▸ **Task to carry out**: Across all the records, filter for lines with the word "impl" and copy them.

START Data excerpts

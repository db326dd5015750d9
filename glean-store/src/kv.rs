use std::path::{Path, PathBuf};

use async_trait::async_trait;
use glean_common::{GleanError, Result};
use serde_json::{Map, Value};
use tokio::sync::Mutex;

/// String-keyed JSON storage that survives across sessions.
#[async_trait]
pub trait KeyValueStore: Send + Sync {
    async fn get(&self, key: &str) -> Result<Option<Value>>;
    async fn set(&self, key: &str, value: Value) -> Result<()>;
    /// Removing an absent key is not an error.
    async fn remove(&self, key: &str) -> Result<()>;
}

/// Volatile store, used by tests and dry runs.
#[derive(Default)]
pub struct MemoryStore {
    map: Mutex<Map<String, Value>>,
}

impl MemoryStore {
    pub fn new() -> Self {
        Self::default()
    }
}

#[async_trait]
impl KeyValueStore for MemoryStore {
    async fn get(&self, key: &str) -> Result<Option<Value>> {
        Ok(self.map.lock().await.get(key).cloned())
    }

    async fn set(&self, key: &str, value: Value) -> Result<()> {
        self.map.lock().await.insert(key.to_string(), value);
        Ok(())
    }

    async fn remove(&self, key: &str) -> Result<()> {
        self.map.lock().await.remove(key);
        Ok(())
    }
}

/// One JSON object in one file. Every write rewrites the whole file through
/// a temp file and a rename, so readers never see a half-written map.
pub struct FileStore {
    path: PathBuf,
    // serializes read-modify-write cycles within this process
    lock: Mutex<()>,
}

impl FileStore {
    pub fn new(path: impl Into<PathBuf>) -> Self {
        Self {
            path: path.into(),
            lock: Mutex::new(()),
        }
    }

    pub fn path(&self) -> &Path {
        &self.path
    }

    async fn read_map(&self) -> Result<Map<String, Value>> {
        match tokio::fs::read(&self.path).await {
            Ok(bytes) if bytes.iter().all(u8::is_ascii_whitespace) => Ok(Map::new()),
            Ok(bytes) => serde_json::from_slice(&bytes).map_err(|e| {
                GleanError::Storage(format!("{} is not a JSON object: {e}", self.path.display()))
            }),
            Err(e) if e.kind() == std::io::ErrorKind::NotFound => Ok(Map::new()),
            Err(e) => Err(storage_io(&self.path, e)),
        }
    }

    async fn write_map(&self, map: &Map<String, Value>) -> Result<()> {
        if let Some(parent) = self.path.parent().filter(|p| !p.as_os_str().is_empty()) {
            tokio::fs::create_dir_all(parent)
                .await
                .map_err(|e| storage_io(parent, e))?;
        }
        let bytes = serde_json::to_vec_pretty(map)
            .map_err(|e| GleanError::Storage(e.to_string()))?;
        let tmp = self.path.with_extension("json.tmp");
        tokio::fs::write(&tmp, bytes)
            .await
            .map_err(|e| storage_io(&tmp, e))?;
        tokio::fs::rename(&tmp, &self.path)
            .await
            .map_err(|e| storage_io(&self.path, e))?;
        tracing::trace!(path = %self.path.display(), keys = map.len(), "store.file.written");
        Ok(())
    }
}

fn storage_io(path: &Path, e: std::io::Error) -> GleanError {
    GleanError::Storage(format!("{}: {e}", path.display()))
}

#[async_trait]
impl KeyValueStore for FileStore {
    async fn get(&self, key: &str) -> Result<Option<Value>> {
        let _guard = self.lock.lock().await;
        Ok(self.read_map().await?.remove(key))
    }

    async fn set(&self, key: &str, value: Value) -> Result<()> {
        let _guard = self.lock.lock().await;
        let mut map = self.read_map().await?;
        map.insert(key.to_string(), value);
        self.write_map(&map).await
    }

    async fn remove(&self, key: &str) -> Result<()> {
        let _guard = self.lock.lock().await;
        let mut map = self.read_map().await?;
        if map.remove(key).is_some() {
            self.write_map(&map).await?;
        }
        Ok(())
    }
}

#[cfg(test)]
mod tests {
    use super::*;
    use serde_json::json;

    #[tokio::test]
    async fn missing_file_reads_as_empty() {
        let dir = tempfile::tempdir().unwrap();
        let store = FileStore::new(dir.path().join("nested").join("storage.json"));
        assert_eq!(store.get("apiKeys").await.unwrap(), None);
    }

    #[tokio::test]
    async fn values_survive_a_new_handle() {
        let dir = tempfile::tempdir().unwrap();
        let path = dir.path().join("storage.json");

        FileStore::new(&path)
            .set("selectedApiKey", json!("sk-1"))
            .await
            .unwrap();

        let reopened = FileStore::new(&path);
        assert_eq!(
            reopened.get("selectedApiKey").await.unwrap(),
            Some(json!("sk-1"))
        );
    }

    #[tokio::test]
    async fn remove_only_touches_one_key() {
        let dir = tempfile::tempdir().unwrap();
        let store = FileStore::new(dir.path().join("storage.json"));
        store.set("a", json!(1)).await.unwrap();
        store.set("b", json!(2)).await.unwrap();
        store.remove("a").await.unwrap();
        store.remove("never-there").await.unwrap();

        assert_eq!(store.get("a").await.unwrap(), None);
        assert_eq!(store.get("b").await.unwrap(), Some(json!(2)));
    }

    #[tokio::test]
    async fn corrupt_file_is_a_storage_error() {
        let dir = tempfile::tempdir().unwrap();
        let path = dir.path().join("storage.json");
        std::fs::write(&path, "[1, 2").unwrap();

        let err = FileStore::new(&path).get("a").await.unwrap_err();
        assert!(matches!(err, GleanError::Storage(_)));
    }
}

END Data excerpts

▸ **Task solution**:
impl MemoryStore {
impl KeyValueStore for MemoryStore {
impl FileStore {
    pub fn new(path: impl Into<PathBuf>) -> Self {
impl KeyValueStore for FileStore {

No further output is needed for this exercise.